So ND of course refers to neutral density. A neutral density filter reduces the amount of light coming into the camera without changing the quality of the light. Filters like most terminology with a camera are divided into stops. Think of stops as sections in a pie. You start out with a whole pie, put an ND 2 over your lenses and you cut the pie or the amount of light coming into the camera by half. Put an ND 4 in front of your lenses and you now have 25% of the pie/light.
So as you can see everything is either haved, or doubled when you refer to stops. Well not everything, as cameras and filters can do fractions of a stop like 1/3. But generally speaking , stops refer to cutting the light in half or doubling the amount of light So in the end E8 would be 3 stops of light removed. The reason you bother with ND filters is because by reducing the amount of light coming into the lens you don't have to manipulate things like aperture, or shutter speed, or iso to get an acceptable picture. On some very sunny days, it would not matter how you manipulate the camera as it would still be too much light. So the ND filter allows you the flexibility to get an acceptable picture by cutting back on the light.
CP is a circular polarizer. Think of your sunglasses. Without your sunglasses looking out on a sunny day light is bouncing off everything in a very scattered, haphazard fashion. The sunglasses allow the light to become more uniform so it adds greater clarity. That's what a good pair of sunglasses do and that's what the CP would do. I have often used a polarized filter when I'm shooting at the beach. What's so much light reflecting from the sand and the water, polarizing filter helps to bring out the colors and Clarity so that everything is not washed out.
You can look up stuff online or read books but the best way to learn is just take your filters out and play with them. Take a pen and paper and markdown all the parameters before you fly. Pick a sunny day, and write down the shutter speed, the ISO, the aperture if your particular drone allows you to adjust it. Take a flight, come back repeat the same flight with the various filters. Play back the video and pics and see what you like and what you don't like. If you do this Hands-On approach you'll learn very quickly how to improve the quality of your media.

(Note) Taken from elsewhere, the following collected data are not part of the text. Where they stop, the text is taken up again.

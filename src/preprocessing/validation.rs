//! # Improvement Validation
//!
//! Decides whether an enhanced candidate is worth keeping by comparing its quality
//! metrics with the original's. Contrast must go up, and sharpness may not drop by
//! more than the configured tolerance. Noise amplification shows up as a Laplacian
//! variance that changes with no contrast gain, and edge blurring as a sharpness
//! collapse; both are rejected.

use super::types::{ImprovementVerdict, QualityMetrics};
use crate::config::ValidationThresholds;

/// Compares the enhanced candidate's metrics against the original's.
///
/// Only contrast and sharpness participate; brightness is reported through the
/// quality assessment and does not gate acceptance.
///
/// # Examples
///
/// ```
/// use shelf_enhancer::config::ValidationThresholds;
/// use shelf_enhancer::preprocessing::{validate_improvement, QualityMetrics};
///
/// let original = QualityMetrics { contrast: 20.0, brightness: 120.0, sharpness: 50.0, needs_enhancement: true };
/// let enhanced = QualityMetrics { contrast: 45.0, brightness: 125.0, sharpness: 140.0, needs_enhancement: false };
///
/// let verdict = validate_improvement(&original, &enhanced, &ValidationThresholds::default());
/// assert!(verdict.improved);
/// assert_eq!(verdict.contrast_delta, 25.0);
/// ```
pub fn validate_improvement(
    original: &QualityMetrics,
    enhanced: &QualityMetrics,
    thresholds: &ValidationThresholds,
) -> ImprovementVerdict {
    let contrast_delta = enhanced.contrast - original.contrast;
    let sharpness_delta = enhanced.sharpness - original.sharpness;

    let contrast_gained = contrast_delta > thresholds.min_contrast_delta;
    let sharpness_kept = sharpness_delta > -thresholds.max_sharpness_loss;
    let improved = contrast_gained && sharpness_kept;

    tracing::debug!(
        target: "image_enhancement",
        contrast_delta,
        sharpness_delta,
        contrast_gained,
        sharpness_kept,
        improved,
        "Improvement validation completed"
    );

    ImprovementVerdict {
        original_contrast: original.contrast,
        enhanced_contrast: enhanced.contrast,
        contrast_delta,
        original_sharpness: original.sharpness,
        enhanced_sharpness: enhanced.sharpness,
        sharpness_delta,
        improved,
    }
}
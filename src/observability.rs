//! Observability module for centralized logging and metrics setup.
//!
//! This module provides:
//! - Structured logging with configurable levels and formats
//! - Metrics collection through the `metrics` facade with a Prometheus recorder
//! - Spans and metric helpers for enhancement decisions

use anyhow::Result;
use metrics_exporter_prometheus::{PrometheusBuilder, PrometheusHandle};
use tracing_subscriber::prelude::*;

use crate::errors::EnhancementError;
use crate::observability_config::ObservabilityConfig;
use crate::preprocessing::ProcessingOutcome;

/// Initialize the complete observability stack
pub fn init_observability() -> Result<Option<PrometheusHandle>> {
    let config = ObservabilityConfig::from_env();
    init_observability_with_config(config)
}

/// Initialize the complete observability stack with custom configuration.
///
/// Returns the Prometheus handle when metrics are enabled; the hosting service
/// renders it on its own endpoint.
pub fn init_observability_with_config(
    config: ObservabilityConfig,
) -> Result<Option<PrometheusHandle>> {
    // Validate configuration
    config
        .validate()
        .map_err(|e| anyhow::anyhow!("Invalid observability configuration: {}", e))?;

    // Initialize tracing first
    init_tracing_with_config(&config)?;

    let metrics_handle = if config.enable_metrics {
        Some(init_metrics()?)
    } else {
        None
    };

    tracing::info!(
        environment = %config.environment,
        metrics_enabled = %config.enable_metrics,
        "Observability stack initialized successfully"
    );
    Ok(metrics_handle)
}

/// Initialize structured logging with tracing and configuration
pub fn init_tracing_with_config(config: &ObservabilityConfig) -> Result<()> {
    // RUST_LOG still wins for anything it names
    let filter = tracing_subscriber::EnvFilter::from_default_env()
        .add_directive(format!("shelf_enhancer={}", config.log_level).parse()?)
        .add_directive(format!("image_enhancement={}", config.log_level).parse()?);

    // Pretty formatting for development, JSON for everything else
    if config.is_development() && config.use_pretty_logs() {
        tracing_subscriber::registry()
            .with(filter)
            .with(
                tracing_subscriber::fmt::layer()
                    .pretty()
                    .with_target(true)
                    .with_thread_ids(false)
                    .with_thread_names(false),
            )
            .try_init()?;
    } else {
        tracing_subscriber::registry()
            .with(filter)
            .with(
                tracing_subscriber::fmt::layer()
                    .json()
                    .with_target(true)
                    .with_thread_ids(true)
                    .with_thread_names(true),
            )
            .try_init()?;
    }

    tracing::info!(
        environment = %config.environment,
        log_level = %config.log_level,
        log_format = %config.log_format,
        "Tracing initialized with structured logging"
    );
    Ok(())
}

/// Initialize metrics collection with the Prometheus recorder
pub fn init_metrics() -> Result<PrometheusHandle> {
    let handle = PrometheusBuilder::new().install_recorder()?;

    tracing::info!("Metrics collection initialized");
    Ok(handle)
}

/// Create a span wrapping one enhancement decision
pub fn enhancement_span(image_id: &str) -> tracing::Span {
    tracing::info_span!(
        "enhancement_decision",
        image_id = image_id,
        component = "image_enhancement"
    )
}

/// Record the metrics of a completed decision
pub fn record_outcome_metrics(outcome: &ProcessingOutcome) {
    metrics::counter!("enhancement_decisions_total", "decision" => outcome.decision()).increment(1);
    metrics::histogram!("enhancement_duration_seconds").record(outcome.processing_time_ms / 1000.0);

    let quality = &outcome.quality_assessment;
    metrics::histogram!("image_contrast").record(quality.contrast);
    metrics::histogram!("image_brightness").record(quality.brightness);
    metrics::histogram!("image_sharpness").record(quality.sharpness);

    if let Some(verdict) = &outcome.improvement_analysis {
        metrics::histogram!("enhancement_contrast_delta").record(verdict.contrast_delta);
    }
}

/// Record a failed decision by error kind
pub fn record_failure_metrics(error: &EnhancementError) {
    metrics::counter!("enhancement_failures_total", "kind" => error.kind()).increment(1);
}
//! # Observability Configuration
//!
//! Environment-specific configuration for logging and metrics of the
//! enhancement engine.

use std::env;

/// Accepted values for `LOG_LEVEL`
const LOG_LEVELS: [&str; 5] = ["trace", "debug", "info", "warn", "error"];

/// Accepted values for `LOG_FORMAT`
const LOG_FORMATS: [&str; 2] = ["json", "pretty"];

/// Observability configuration for different environments
#[derive(Debug, Clone, PartialEq)]
pub struct ObservabilityConfig {
    /// Environment name (development, staging, production)
    pub environment: String,
    /// Log level for the engine's own targets
    pub log_level: String,
    /// Output format of the log layer (`json` or `pretty`)
    pub log_format: String,
    /// Whether to install the Prometheus recorder
    pub enable_metrics: bool,
}

impl Default for ObservabilityConfig {
    fn default() -> Self {
        Self {
            environment: "development".to_string(),
            log_level: "info".to_string(),
            log_format: "json".to_string(),
            enable_metrics: true,
        }
    }
}

impl ObservabilityConfig {
    /// Load configuration from environment variables
    pub fn from_env() -> Self {
        Self::from_lookup(|key| env::var(key).ok())
    }

    /// Load configuration from an arbitrary key lookup
    pub fn from_lookup<F>(lookup: F) -> Self
    where
        F: Fn(&str) -> Option<String>,
    {
        let defaults = Self::default();

        Self {
            environment: lookup("ENVIRONMENT").unwrap_or(defaults.environment),
            log_level: lookup("LOG_LEVEL")
                .map(|level| level.trim().to_lowercase())
                .unwrap_or(defaults.log_level),
            log_format: lookup("LOG_FORMAT")
                .map(|format| format.trim().to_lowercase())
                .unwrap_or(defaults.log_format),
            enable_metrics: lookup("ENABLE_METRICS")
                .and_then(|flag| flag.trim().parse().ok())
                .unwrap_or(defaults.enable_metrics),
        }
    }

    /// Check if running in production environment
    pub fn is_production(&self) -> bool {
        self.environment == "production"
    }

    /// Check if running in development environment
    pub fn is_development(&self) -> bool {
        self.environment == "development"
    }

    /// Whether logs should use the human-readable layer
    pub fn use_pretty_logs(&self) -> bool {
        self.log_format == "pretty"
    }

    /// Validate configuration
    pub fn validate(&self) -> Result<(), String> {
        if self.environment.trim().is_empty() {
            return Err("Environment name cannot be empty".to_string());
        }

        if !LOG_LEVELS.contains(&self.log_level.as_str()) {
            return Err(format!(
                "Invalid log level: {}. Expected one of {:?}",
                self.log_level, LOG_LEVELS
            ));
        }

        if !LOG_FORMATS.contains(&self.log_format.as_str()) {
            return Err(format!(
                "Invalid log format: {}. Expected one of {:?}",
                self.log_format, LOG_FORMATS
            ));
        }

        Ok(())
    }
}

/// Environment-specific configuration presets
pub mod presets {
    use super::ObservabilityConfig;

    /// Development configuration with verbose, readable logs
    pub fn development() -> ObservabilityConfig {
        ObservabilityConfig {
            environment: "development".to_string(),
            log_level: "debug".to_string(),
            log_format: "pretty".to_string(),
            enable_metrics: true,
        }
    }

    /// Production configuration with structured logs
    pub fn production() -> ObservabilityConfig {
        ObservabilityConfig {
            environment: "production".to_string(),
            log_level: "info".to_string(),
            log_format: "json".to_string(),
            enable_metrics: true,
        }
    }
}
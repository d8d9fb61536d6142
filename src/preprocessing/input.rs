//! # Input Boundary
//!
//! Validation of the pixel buffers handed to the engine. The engine works on
//! decoded 8-bit gray or 8-bit RGB images only; decoding and any layout
//! conversion belong to the caller.

use image::{DynamicImage, GrayImage, RgbImage};

use crate::errors::{EnhancementError, EnhancementResult};

/// Builds an image from a raw decoded buffer of `width * height * channels` bytes.
///
/// # Errors
///
/// Returns `EnhancementError::InvalidInput` for zero dimensions, channel counts
/// other than 1 or 3, and buffers whose length does not match the dimensions.
///
/// # Examples
///
/// ```
/// use shelf_enhancer::preprocessing::image_from_raw;
///
/// let image = image_from_raw(2, 1, 3, vec![255, 0, 0, 0, 0, 255]).unwrap();
/// assert_eq!(image.width(), 2);
/// assert!(image_from_raw(0, 1, 3, Vec::new()).is_err());
/// ```
pub fn image_from_raw(
    width: u32,
    height: u32,
    channels: u8,
    bytes: Vec<u8>,
) -> EnhancementResult<DynamicImage> {
    if width == 0 || height == 0 {
        return Err(EnhancementError::InvalidInput(format!(
            "image has zero dimension ({}x{})",
            width, height
        )));
    }

    let expected = width as u64 * height as u64 * channels as u64;
    if bytes.len() as u64 != expected {
        return Err(EnhancementError::InvalidInput(format!(
            "pixel buffer holds {} bytes, expected {} for {}x{}x{}",
            bytes.len(),
            expected,
            width,
            height,
            channels
        )));
    }

    let image = match channels {
        1 => GrayImage::from_raw(width, height, bytes).map(DynamicImage::ImageLuma8),
        3 => RgbImage::from_raw(width, height, bytes).map(DynamicImage::ImageRgb8),
        other => {
            return Err(EnhancementError::InvalidInput(format!(
                "unsupported channel count {}: expected 1 (gray) or 3 (RGB)",
                other
            )))
        }
    };

    image.ok_or_else(|| {
        EnhancementError::InvalidInput("pixel buffer does not match its dimensions".to_string())
    })
}

/// Rejects images the engine cannot measure: empty images and layouts other than
/// 8-bit gray or 8-bit RGB.
pub fn validate_image(image: &DynamicImage) -> EnhancementResult<()> {
    if image.width() == 0 || image.height() == 0 {
        return Err(EnhancementError::InvalidInput(format!(
            "image has zero dimension ({}x{})",
            image.width(),
            image.height()
        )));
    }

    match image {
        DynamicImage::ImageLuma8(_) | DynamicImage::ImageRgb8(_) => Ok(()),
        other => Err(EnhancementError::InvalidInput(format!(
            "unsupported pixel layout {:?}: expected 8-bit gray or 8-bit RGB",
            other.color()
        ))),
    }
}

Sorry, Jefti, even though your explanation of what ND's are and how light intensity is measured is fairly accurate, your suggestions for how to use them on your drone are not correct. A drone, or any other camera, does not need a filter to diminish the light level to make a good picture. In fact, it is usually the opposite with drones. You want shorter shutter speeds and be able to control a smaller aperture for greater depth of field. A lot of light provides you those opportunities. ND's have two basic purposes on a drone. By diminishing the light, you can achieve a shutter speed of 1/60, which is the generally recommended SS for capturing 4K video. Mid day light will often not allow you to get that setting even if you stop down the aperture to it's smallest size, which is not good for image quality. For still photography, you may want to capture a waterfall or river, and get that silky white effect that is done by using a longer shutter speeds such as 1/4 or 1/2 second, or longer. Again, you can not get that setting in regular daylight conditions. Using an ND will let you do that.
Using a CP on a drone is tricky and not always successful. CP filters work best when the direction you are facing the camera is 90 degrees to the light source. Keeping your axis near parallel to the light source will negate the effect of a CP, and you will lose around 1-1/3 stops of light for no gain (which is how much light a CP robs you of). And, those filters rotate one element of it's glass to adjust the effect. You can not do that while flying. And further, capturing wide angle images that include blue sky while using a CP will always give weird effects, as the amount of polarization will change from left to right as the angle of the light changes within the image. So your sky will be much darker on one end and gradually get lighter towards the other end of the sky. This always looks bad. Test this by looking thru a CP on a regular dslr camera and turn right and left. You will see this effect clearly.